The course's lab runner provide allow students to run short-running jobs on
bare-metal servers in the cloud. The basic flow is this:

1. Students edit their source code.
2. They submit a command to run in the cloud.
3. The tools zip up their local files, ship them to the cloud, run the command, collect the results, and ship them back.

This underlying system is built on four cloud-based services:

1. A data base (Google Cloud Datastore)
2. A blob store (Google Cloud Storage)
3. A publish/subscribe system (Google Cloud Pub/Sub)
4. A web-based REST API for manipulating the above (Running in Google App Engine).

The main interface to the system is the `cse142` command line tool. It takes
numerous subcommands to manipulate the above resources and submit jobs.

User authenticate to the system using their UCSD Google credentials (i.e,
either their @eng or @ucsd.edu email addresses.)

## Prerequisites

You'll need docker installed.
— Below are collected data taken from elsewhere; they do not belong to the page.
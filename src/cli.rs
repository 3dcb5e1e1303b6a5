use std::path::PathBuf;

use clap::Parser;

use crate::template::DEFAULT_ARTIFACT_PATH;
use crate::types::GasLimit;

/// Deploys an ERC20 token from a compiled template and reports the result.
#[derive(Debug, Clone, Default, Parser)]
#[clap(rename_all = "kebab-case", version)]
pub struct Args {
    /// The RPC Url to use for the deployment
    #[clap(short, long, env)]
    pub rpc_url: Option<String>,

    /// Private key to deploy with, prompted for when absent
    #[clap(short, long, env, hide_env_values = true)]
    pub private_key: Option<String>,

    /// Token name, e.g. 'TestCoin'
    #[clap(short, long, env = "TOKEN_NAME")]
    pub name: Option<String>,

    /// Token symbol, e.g. 'TST'
    #[clap(short, long, env = "TOKEN_SYMBOL")]
    pub symbol: Option<String>,

    /// Initial supply in whole tokens
    #[clap(long, env = "TOKEN_SUPPLY")]
    pub supply: Option<String>,

    /// Number of decimals the token uses [default: 18]
    #[clap(short, long, env = "TOKEN_DECIMALS")]
    pub decimals: Option<u8>,

    #[clap(long, env, default_value_t = GasLimit::default())]
    pub gas_limit: GasLimit,

    /// Gas price in gwei, the network's suggestion is used when absent
    #[clap(long, env)]
    pub gas_price: Option<String>,

    /// Path to the compiled token contract
    #[clap(long, env, default_value = DEFAULT_ARTIFACT_PATH)]
    pub artifact: PathBuf,

    /// YAML file with name, symbol, decimals and supply
    ///
    /// Values given as flags take precedence over the file.
    #[clap(short, long, env)]
    pub token_config: Option<PathBuf>,

    /// Seconds to wait for the deployment to be mined
    #[clap(long, env, default_value_t = 300)]
    pub confirmation_timeout: u64,

    /// Milliseconds between receipt polls [default: depends on the endpoint]
    #[clap(long, env)]
    pub poll_interval: Option<u64>,

    /// Where to write the deployment report
    #[clap(long, env = "REPORT_PATH")]
    pub report: Option<PathBuf>,
}
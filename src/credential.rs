use std::fmt;
use std::str::FromStr;

use ethers::prelude::k256::SecretKey;
use ethers::signers::{LocalWallet, Signer, Wallet};
use ethers::types::Address;

use crate::error::{DeployError, DeployResult};

/// Somewhere a secret key can be obtained from when none was passed in.
pub trait SecretSource {
    fn obtain_secret(&self) -> eyre::Result<String>;
}

/// Asks for the key on the terminal, masked.
#[derive(Debug, Default, Clone, Copy)]
pub struct PromptSecret;

impl SecretSource for PromptSecret {
    fn obtain_secret(&self) -> eyre::Result<String> {
        let secret = inquire::Password::new("Private key:")
            .without_confirmation()
            .with_help_message("hex encoded, with or without 0x")
            .prompt()?;

        Ok(secret)
    }
}

#[derive(Clone)]
pub struct PrivateKey {
    pub key: SecretKey,
}

impl FromStr for PrivateKey {
    type Err = DeployError;

    fn from_str(s: &str) -> Result<Self, Self::Err> {
        let s = s.trim();
        let s = s
            .strip_prefix("0x")
            .or_else(|| s.strip_prefix("0X"))
            .unwrap_or(s);

        let bytes = hex::decode(s)
            .map_err(|err| DeployError::InvalidCredential(err.to_string()))?;

        if bytes.len() != 32 {
            return Err(DeployError::InvalidCredential(format!(
                "expected 32 bytes, got {}",
                bytes.len()
            )));
        }

        let key = SecretKey::from_slice(&bytes).map_err(|_| {
            DeployError::InvalidCredential(
                "not a valid secp256k1 scalar".to_string(),
            )
        })?;

        Ok(Self { key })
    }
}

impl fmt::Debug for PrivateKey {
    fn fmt(&self, f: &mut fmt::Formatter) -> fmt::Result {
        f.write_str("PrivateKey(..)")
    }
}

/// A signing wallet and the account it controls.
#[derive(Clone)]
pub struct Credential {
    wallet: LocalWallet,
}

impl Credential {
    pub fn new(private_key: PrivateKey) -> Self {
        Self {
            wallet: Wallet::from(private_key.key),
        }
    }

    pub fn address(&self) -> Address {
        self.wallet.address()
    }

    /// The wallet, bound to the chain it will sign for.
    pub fn wallet_for_chain(&self, chain_id: u64) -> LocalWallet {
        self.wallet.clone().with_chain_id(chain_id)
    }
}

impl fmt::Debug for Credential {
    fn fmt(&self, f: &mut fmt::Formatter) -> fmt::Result {
        f.debug_struct("Credential")
            .field("address", &self.address())
            .finish_non_exhaustive()
    }
}

/// Uses `explicit` when it is non-empty, otherwise asks `source` once.
pub fn resolve_credential(
    explicit: Option<&str>,
    source: &dyn SecretSource,
) -> DeployResult<Credential> {
    let secret = match explicit.map(str::trim).filter(|s| !s.is_empty()) {
        Some(secret) => secret.to_string(),
        None => source.obtain_secret().map_err(|err| {
            DeployError::MissingCredential(format!(
                "could not read it from the prompt: {err:#}"
            ))
        })?,
    };

    let secret = secret.trim();
    if secret.is_empty() {
        return Err(DeployError::MissingCredential(
            "an empty key was entered".to_string(),
        ));
    }

    let private_key: PrivateKey = secret.parse()?;
    let credential = Credential::new(private_key);

    tracing::info!(address = ?credential.address(), "Resolved deployer");

    Ok(credential)
}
We have a document about doing that here:

https://github.com/NVSL/CSE141pp-Lab-Introduction-to-the-Development-Environment/blob/master/RunningDocker.md

For linux,
Followed this guide to install: https://docs.docker.com/engine/install/ubuntu/#install-using-the-repository
And this guide to run docker as a non-root user: https://docs.docker.com/engine/install/linux-postinstall/

## Logging into the Development Server

**If you are running on your own machine, this is not necessary**

Get the IP address of the devel server from Steve, we'll call it `IP`.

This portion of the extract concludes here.